Pese a aquella experiencia inolvidable, Araceli no cambia por nada los dos años que vivió en Santa Bárbara, en California, invitada por Westmont University, los que cataloga como «un paréntesis espléndido y dos de los mejores años de mi vida».

«Vivir en California es una experiencia interesantísima», me cuenta con intensidad en las palabras, «muy distinta a la de haber vivido en el norte de los Estados Unidos, porque yo había ya vivido en Oregon y en Boston».

«Hay una percepción muy distinta de México. La visión de nuestro país es muy rica, interesante y cercana. Lo que pasa en México repercute de una manera muy fuerte en la sociedad».

Pero quizá uno de las experiencias más aleccionadoras que pudo vivir Araceli Ardón en estos dos años californianos fue la participación que la iniciativa privada puede tener en el mundo de la promoción artística y cultural, experiencia que, sin duda, le ha servido para su actual trabajo en la Fundación de Desarrollos Residenciales y Turísticos.

Me habla con entusiasmo de instituciones como el Castillo de San Simeón -creado por el magnate del periodismo William Randolph Hearst-, el Museo Paul Getty -el espacio dedicado al arte más grande del mundo con catorce hectáreas de extensión-, o Huntington -en la zona de Pasadena-.

«Es una maravilla el darse cuenta que no todo lo puede hacer el gobierno y que es factible un trabajo conjunto con los organismo privados, en beneficio de la comunidad».

«Me siento muy honrada y feliz de dirigir la Fundación D.R.T., que es una muestra de cómo una compañía puede derramar beneficios a favor de la comunidad en la cual se establece, a través del arte y la cultura», asegura convencida. «También hemos apoyado a muchas organizaciones de asistencia social. Formar parte de este proyecto verdaderamente me tiene fascinada».

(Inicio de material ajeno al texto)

//! Bootstrap Core - pipeline orchestration
//!
//! Drives the three-stage repository bootstrap pipeline:
//! - Scan a repository into a profile
//! - Generate an execution plan from the profile
//! - Execute the plan and collect a report
//!
//! Scanning, planning and execution themselves happen in an external service.
//! This crate owns the data contract between stages, the session store that
//! carries it, status classification of step results, and Markdown export.
//!
//! # Example
//!
//! ```rust,ignore
//! use bootstrap_core::{BootstrapConfig, HttpPipelineService, Pipeline, ScanRequest, SessionStore};
//!
//! # async fn example() -> Result<(), Box<dyn std::error::Error>> {
//! let config = BootstrapConfig::new();
//! let pipeline = Pipeline::new(HttpPipelineService::from_config(&config)?);
//! let mut store = SessionStore::open(&config.session_dir);
//!
//! pipeline.scan(&mut store, ScanRequest::new("https://github.com/acme/demo", "main")).await?;
//! let plan = pipeline.plan(&mut store).await?;
//! let report = pipeline.execute(&mut store).await?;
//!
//! println!("{} steps planned, {}", plan.len(), report.summary());
//! # Ok(())
//! # }
//! ```

#![warn(unreachable_pub)]
#![allow(missing_docs)]

// Core modules
pub mod boundary;
pub mod config;
pub mod error;
pub mod export;
pub mod pipeline;
pub mod status;
pub mod store;
pub mod types;

// Re-exports for convenience
pub use boundary::{validate_repo_url, HttpPipelineService, PipelineService};
pub use config::BootstrapConfig;
pub use error::{BoundaryError, ConfigError, PipelineError, StoreError};
pub use export::{export_plan, export_results, plan_report, results_report, ReportDocument};
pub use pipeline::{Pipeline, Stage};
pub use status::{classify, ReportSummary, StatusClass};
pub use store::{FileBackend, MemoryBackend, SessionId, SessionStore, Slot, SlotBackend, SlotValue};
pub use types::{
    ExecutionPlan, ExecutionReport, ExecutionResult, ExecutionStep, GeneratedFile,
    RepositoryProfile, ScanRequest, StepArgs,
};

/// Prelude module for common imports
pub mod prelude {
    //! Common imports for working with Bootstrap Core
    pub use crate::{
        BootstrapConfig, ExecutionPlan, ExecutionReport, HttpPipelineService, Pipeline,
        PipelineError, PipelineService, RepositoryProfile, ScanRequest, SessionStore, StatusClass,
    };
}

/// Version of this crate
pub const VERSION: &str = env!("CARGO_PKG_VERSION");
//! Testing utilities for the bootstrap workspace
//!
//! Shared fixtures and an in-process pipeline service.

#![allow(missing_docs)]

use async_trait::async_trait;
use bootstrap_core::{
    BoundaryError, ExecutionPlan, ExecutionReport, ExecutionResult, ExecutionStep, GeneratedFile,
    PipelineService, RepositoryProfile, ScanRequest,
};
use chrono::{NaiveDate, NaiveDateTime};
use std::sync::Mutex;

/// Profile from the acme/demo scenario
pub fn demo_profile() -> RepositoryProfile {
    RepositoryProfile::new("https://github.com/acme/demo", "main", "demo")
        .with_languages(["Python", "TypeScript"])
        .with_frameworks(["FastAPI"])
        .with_database("Postgres")
}

/// Single write_file step from the acme/demo scenario
pub fn demo_step() -> ExecutionStep {
    ExecutionStep::new("write_file")
        .with_file_path("README.md")
        .with_content("# Demo")
        .with_success_check("file exists")
        .with_on_fail("retry")
}

pub fn demo_plan() -> ExecutionPlan {
    ExecutionPlan::new().with_step(demo_step())
}

/// Multi-step plan resembling real planner output
pub fn container_plan() -> ExecutionPlan {
    ExecutionPlan::new()
        .with_step(
            ExecutionStep::new("create_dockerfile")
                .with_file_path("Dockerfile")
                .with_content("FROM python:3.12-slim\nCOPY . /app")
                .with_arg("base_image", "python:3.12-slim")
                .with_success_check("Dockerfile exists")
                .with_on_fail("fall back to python:3.12"),
        )
        .with_step(
            ExecutionStep::new("write_docker_compose")
                .with_file_path("docker-compose.yml")
                .with_success_check("compose file validates"),
        )
        .with_step(ExecutionStep::new("deploy_to_cluster").with_arg("manifest_path", "k8s/"))
}

/// Fixed report timestamp
pub fn fixed_time() -> NaiveDateTime {
    NaiveDate::from_ymd_opt(2026, 10, 19)
        .and_then(|d| d.and_hms_opt(14, 3, 22))
        .unwrap()
}

/// Canned reply of a fake boundary
#[derive(Debug, Clone)]
pub enum Reply<T> {
    /// Succeed with a value
    Ok(T),
    /// Fail with an HTTP status
    Status(u16, String),
    /// Fail before reaching the service
    Transport(String),
}

impl<T: Clone> Reply<T> {
    fn produce(&self) -> Result<T, BoundaryError> {
        match self {
            Reply::Ok(value) => Ok(value.clone()),
            Reply::Status(status, body) => Err(BoundaryError::Status {
                status: *status,
                body: body.clone(),
            }),
            Reply::Transport(message) => Err(BoundaryError::Transport(message.clone())),
        }
    }
}

/// Call received by the fake service
#[derive(Debug, Clone, PartialEq)]
pub enum Call {
    Scan(ScanRequest),
    Plan(RepositoryProfile),
    Execute(ExecutionPlan),
}

/// In-process pipeline service with canned replies
///
/// Without an explicit execute reply, the plan is "executed" step by step:
/// every step succeeds with its success check as details, and steps carrying
/// both a file path and content emit a generated file.
#[derive(Debug)]
pub struct FakePipelineService {
    scan: Reply<RepositoryProfile>,
    plan: Reply<ExecutionPlan>,
    execute: Option<Reply<ExecutionReport>>,
    calls: Mutex<Vec<Call>>,
}

impl FakePipelineService {
    pub fn new(profile: RepositoryProfile, plan: ExecutionPlan) -> Self {
        Self {
            scan: Reply::Ok(profile),
            plan: Reply::Ok(plan),
            execute: None,
            calls: Mutex::new(Vec::new()),
        }
    }

    pub fn demo() -> Self {
        Self::new(demo_profile(), demo_plan())
    }

    pub fn with_scan_reply(mut self, reply: Reply<RepositoryProfile>) -> Self {
        self.scan = reply;
        self
    }

    pub fn with_plan_reply(mut self, reply: Reply<ExecutionPlan>) -> Self {
        self.plan = reply;
        self
    }

    pub fn with_execute_reply(mut self, reply: Reply<ExecutionReport>) -> Self {
        self.execute = Some(reply);
        self
    }

    pub fn calls(&self) -> Vec<Call> {
        self.calls.lock().unwrap().clone()
    }

    pub fn call_count(&self) -> usize {
        self.calls.lock().unwrap().len()
    }

    fn record(&self, call: Call) {
        self.calls.lock().unwrap().push(call);
    }
}

/// Report the fake produces for a plan when no reply is configured
pub fn simulated_report(plan: &ExecutionPlan) -> ExecutionReport {
    let execution_results = plan
        .steps()
        .iter()
        .map(|step| {
            ExecutionResult::new(
                step.tool.clone(),
                "success",
                step.success_check.clone().unwrap_or_default(),
            )
        })
        .collect();

    let files = plan
        .steps()
        .iter()
        .filter_map(|step| {
            let file_path = step.args.file_path.clone()?;
            let content = step.args.content.clone()?;
            Some(GeneratedFile {
                tool: step.tool.clone(),
                file_path,
                content,
            })
        })
        .collect();

    ExecutionReport {
        execution_results,
        files,
    }
}

#[async_trait]
impl PipelineService for FakePipelineService {
    async fn scan(&self, request: &ScanRequest) -> Result<RepositoryProfile, BoundaryError> {
        self.record(Call::Scan(request.clone()));
        self.scan.produce()
    }

    async fn plan(&self, profile: &RepositoryProfile) -> Result<ExecutionPlan, BoundaryError> {
        self.record(Call::Plan(profile.clone()));
        self.plan.produce()
    }

    async fn execute(&self, plan: &ExecutionPlan) -> Result<ExecutionReport, BoundaryError> {
        self.record(Call::Execute(plan.clone()));
        match &self.execute {
            Some(reply) => reply.produce(),
            None => Ok(simulated_report(plan)),
        }
    }
}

Ya para terminar le pregunto por sus gustos personales en el mundo del arte, y muy especialmente en esos ámbitos en los que se ha especializado, practicándolo, como es la literatura, o promoviéndolo, como son las artes visuales.

«Estoy de fiesta por el premio Nobel de Vargas Llosa», responde de inmediato sonriendo. «Vargas Llosa me ha fascinado desde que tenía unos catorce años; lo seguí a lo largo de treinta años, leyéndolo de manera intensa, y trasmitiendo su literatura a mis estudiantes, tanto de México como de los Estados Unidos. Es un triunfo de las letras en español y de los autores de América Latina».

«Además es un tipo simpático», sigue diciendo sobre el recientemente galardonado, «un hombre enamorado de su mujer y un abuelo feliz».

Ya hablando de artes plásticas cita a Luis Filcer -«el pintor más importante de la Revolución en México», lo cataloga»-, recalca sobre los buenos artistas que en todas las ramas tiene ya Querétaro, pero se detiene con especial intención en el maestro Leonardo Nierman.

«Tengo la fortuna, el privilegio, de contar con la amistad cercana de muchos de los mejores pintores de México, pero en este momento puedo citar a Leonardo Nierman, con quien tengo ya un compromiso matrimonial para la próxima vida».

Y luego explica dicho compromiso, aclarando la amistad que une a su matrimonio con el del conocido artista, cuya obra escultórica puede descubrirse en varios sitios de nuestro centro histórico.

«Cuando estaba gestionando la donación de las tres esculturas, que me las fue dando poco a poco, mediante una serie de conversaciones y reuniones, Nierman me dijo: Está bien Araceli, le voy a dar esta escultura, pero quiero que usted y yo nos casemos en la próxima vida».

Tras nuestra charla, nos acompañamos, calle abajo, hasta la bella Plaza de Armas queretana. Pienso, durante el trayecto, en la historiadora Leonor Bautista, el personaje de la novela que Araceli Ardón escribió durante su estancia en Santa Bárbara y a la que situó, desde luego, en este Querétaro de belleza incalculable. La imagino acompañándonos mientras recuerda, a cada rincón y casona, la incalculable riqueza de esta ciudad en la que nos tocó, a los tres, el privilegio de vivir.